Jesuit Mission proves all too flexible

The United States Constitution includes a special catch-all rule known as the “Elastic Clause.” This clause is essentially a blank check; it gives Congress the power to do anything it deems appropriate to carry out its intended duties.

Saint Louis University administrators have found their own “Elastic Clause” in the Jesuit Mission. This ambiguous code should be a cherished set of core values upon which administrators act. In practice, however, administrators hide behind the mission, using it to quickly quell divisive debate.

Whether clear or murky, the mission is often the final word in SLU’s institutional arguments. If something is deemed to be against SLU’s Jesuit Mission, it’s a no-go.

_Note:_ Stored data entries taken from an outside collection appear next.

use crate::render::Vector2u;

/// Errors reported at the texture, renderer and context boundaries.
///
/// Backend and driver failures are translated into one of these variants; none of the
/// operations in this crate panic on a backend failure.
#[derive(Debug, Clone, PartialEq, thiserror::Error)]
pub enum RenderError {
    #[error("Texture size {requested:?} exceeds the maximum texture size of {maximum}")]
    TextureTooLarge { requested: Vector2u, maximum: u32 },

    #[error("Invalid texture size {0:?}")]
    InvalidSize(Vector2u),

    #[error("Pixel data has {actual} bytes, expected {expected}")]
    InvalidPixelData { expected: usize, actual: usize },

    #[error("Backend could not allocate a texture of size {0:?}")]
    AllocationFailed(Vector2u),

    #[error("Texture has no native resource")]
    NotLoaded,

    #[error("Texture does not retain its pixels")]
    PixelsNotRetained,

    #[error("Pixel {0:?} is outside the texture")]
    OutOfBounds(Vector2u),

    #[error("Surface was not created by the {0} backend")]
    SurfaceMismatch(String),

    #[error("No backend renderer is active")]
    NoActiveBackend,

    #[error("A backend renderer is already active")]
    BackendAlreadyActive,

    #[error("Backend device was shut down")]
    BackendGone,

    #[error("Unknown surface")]
    UnknownSurface,

    #[error("Backend error: {0}")]
    Backend(String),
}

The Vagina Monologues? Against the Jesuit Mission. Rainbow Alliance’s All of Us Campaign? Against the Jesuit Mission. G.A.M.E., last year’s proposed and rejected Gun Awareness and Marksmanship Education group? Against the Jesuit Mission.
The mission is also stretched to include initiatives that are politically expedient-either that, or it is ignored until those measures are approved.

Take the intersection of the Jesuit Mission and Chaifetz Arena. After SLU received $8 million in Tax Increment Funding from St. Louis City for construction of the arena, it was sued in 2007 by the neighboring Masonic Temple, which claimed that SLU was a religious institution ineligible for state funding.

SLU’s defense was that it is not a religious institution-simply an institution based upon a religious tradition.

SLU gets its money, renounces its identity and gets off scot-free. Thank goodness we could sweep away our “Jesuit Elastic Clause” that time.

Consider also the Spring line-up for Chaifetz Arena. Along with events like Thomas the Tank Engine and Friends – Live!, Nelly’s Celebrity Basketball Game and Richard Nader’s Solid Gold Doo Wop, Chaifetz will host Steel City Rumble 5 – Extreme Cage Fighting this year on May 2. Though not explicitly forbidden by the Jesuit Mission, the celebration of grown men beating one another into submission doesn’t exactly reflect the ideals of Jesus Christ or the Catholic Church.

Administrators must keep in mind that every act concerning Chaifetz reflects upon the University as a whole. If it is OK for SLU to ambiguously advocate violence at Chaifetz, why is it not OK to advocate gay marriage or frank discussions of feminism and sexuality?

The Jesuit Mission is a powerful statement if taken seriously, but administrators can’t have it both ways.

They must use it to explain their choices, not erase their mistakes. If exploited or ignored for political expedience, it becomes disappointingly shallow.

Let’s keep the mission as it’s meant to be-the cornerstone of a Jesuit education.